The year was 1998, location the Pacific NW, late November and I’m driving home from the coast and the growing town of Monroe, Washington where my son and daughter were living at that time. My F-250 Ford van was set up as a mini camper and I had stayed therein during the holiday visit. In the rear of the van, in a cooler was a large plate of left over turkey, stuffing, cranberry sauce, pieces of pumpkin & pecan pie and a six pack of cola. I had taken off early, skipped breakfast and was looking forward to stopping along the Columbia River after crossing the Cascade Mountains and having an early left-over holiday lunch.
As I climbed into the foothills of the western Cascades the rainfall began turning into wet snowflakes. It matched my mood. Post Thanksgiving, leaving family behind, other dark clouds within. The drive was going to be a slick haul up Steven’s Pass and over the mountains. I crossed the Snohomish River just before the town of Index and within a mile spotted a cyclist sitting on a guardrail, his bicycle in front of him and his thumb out hoping for a ride. There was enough room in the rear of the van for the cycle and the front passenger seat was empty. Did I really want company to disturb my brooding thoughts? The tension of a stranger in my small mobile world? But a small leftover of the holiday spirit guided my vehicle to a stop just up the guardrail.

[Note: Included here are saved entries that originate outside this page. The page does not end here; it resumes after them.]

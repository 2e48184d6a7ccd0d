//! Per-client sliding-window admission control.
//!
//! Each client address owns a queue of the instants at which its admitted
//! requests arrived. Rejected attempts are never recorded, so only admitted
//! requests occupy the window.
//!
//! Client entries are never evicted: an address that stops sending keeps
//! an (eventually empty) queue for the life of the process.

use std::collections::{HashMap, VecDeque};
use std::net::IpAddr;
use std::sync::{Mutex, MutexGuard, PoisonError};
use std::time::{Duration, Instant};

/// Aggregate view of the limiter, shown on the listing page.
#[derive(Debug, Clone, Copy, PartialEq, Eq)]
pub struct LimiterStats {
    /// Distinct client addresses seen since startup
    pub clients: usize,
    /// Clients whose live window is at or over the limit
    pub limited: usize,
}

#[derive(Debug)]
pub struct RateLimiter {
    max_requests: usize,
    window: Duration,
    windows: Mutex<HashMap<IpAddr, VecDeque<Instant>>>,
}

impl RateLimiter {
    pub fn new(max_requests: usize, window: Duration) -> Self {
        Self {
            max_requests,
            window,
            windows: Mutex::new(HashMap::new()),
        }
    }

    pub fn max_requests(&self) -> usize {
        self.max_requests
    }

    pub fn window(&self) -> Duration {
        self.window
    }

    /// Seconds a rejected client is told to wait: the window, rounded,
    /// never less than one.
    pub fn retry_after_secs(&self) -> u64 {
        (self.window.as_secs_f64().round() as u64).max(1)
    }

    /// Decides whether `client` may make a request at `now`.
    ///
    /// `now` must not go backwards for a given client; callers pass
    /// `Instant::now()`.
    pub fn admit(&self, client: IpAddr, now: Instant) -> bool {
        let mut windows = self.lock();
        let stamps = windows.entry(client).or_default();

        prune(stamps, now, self.window);

        if stamps.len() >= self.max_requests {
            return false;
        }
        stamps.push_back(now);
        true
    }

    pub fn stats(&self, now: Instant) -> LimiterStats {
        let windows = self.lock();
        let limited = windows
            .values()
            .filter(|stamps| live_count(stamps, now, self.window) >= self.max_requests)
            .count();

        LimiterStats {
            clients: windows.len(),
            limited,
        }
    }

    fn lock(&self) -> MutexGuard<'_, HashMap<IpAddr, VecDeque<Instant>>> {
        self.windows.lock().unwrap_or_else(PoisonError::into_inner)
    }
}

/// Drops every stamp at or before `now - window`. Stamps are queued in
/// arrival order, so trimming the front is enough.
fn prune(stamps: &mut VecDeque<Instant>, now: Instant, window: Duration) {
    let Some(cutoff) = now.checked_sub(window) else {
        return;
    };
    while stamps.front().is_some_and(|t| *t <= cutoff) {
        stamps.pop_front();
    }
}

fn live_count(stamps: &VecDeque<Instant>, now: Instant, window: Duration) -> usize {
    match now.checked_sub(window) {
        Some(cutoff) => stamps.iter().filter(|t| **t > cutoff).count(),
        None => stamps.len(),
    }
}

It took a bit to get the bike and the fellow into the van but soon we were on our way eastward. I had mistaken my rider for a middle age male of Asian descent when I first looked at him. Turns out that Jeffery Jackson was Native American. I put a lot of miles on the long and windy roads of the Pacific NW. It’s not usual to find a Native American cyclist in good weather and here we were on the doorstep of December. Turns out that Jeffery had just completed a cross the United States ride of 3,000 miles and had been planning on catching a Greyhound bus (with his beloved cycle as cargo) back to his home in Arizona from this western end of his long journey. Unfortunately for Jeffery while cycling a campground where he was staying near Bellingham, someone stole his tent, sleeping bag, & most of his clothing. He even lost his coat for it had been nice weather and he had done what he normally did when camped somewhere for a bit, leave everything in the tent whilst he explored on his bike. The caretakers of the campground had a spare coat in their lost and found that fit Jeffery and his walkman with his favorite Robert Cray blues tape had been with him but most everything else was gone. More importantly his journal of the trip was gone and with it his travelers checks. Yet Jeffery was not a bitter man. He took the spare coat, loaded up what little was left of his possessions and set out cycling. His plan was to cross the Cascades route to Wenatchee and travel south to a friend's place near Yakima and sort things out from there.
It took quiet a few miles for this story to come out. In the meantime we compared notes of different campgrounds he stayed in during his ride across America. As we worked down the eastern slope of the Cascades I asked Jeffery if he had been anywhere to enjoy a Thanksgiving meal. He had not.
“You’re in luck,” I told him. I just happen to have a big plate of holiday leftovers in the cooler. Jeffery was hesitant but I assured him I had a big breakfast and couldn’t stomach any more turkey.
“I don’t have any thing to share with you,” Jeffery said upon completing (and enjoying) his holiday meal. “But I wrote some poems while on the road and I memorized them,” he said. Each of the several poems were short, poignant and Jeffery recited them with a distant voice, very unlike his speaking voice. I wish I could remember even one of the poems but time has washed those sands from me.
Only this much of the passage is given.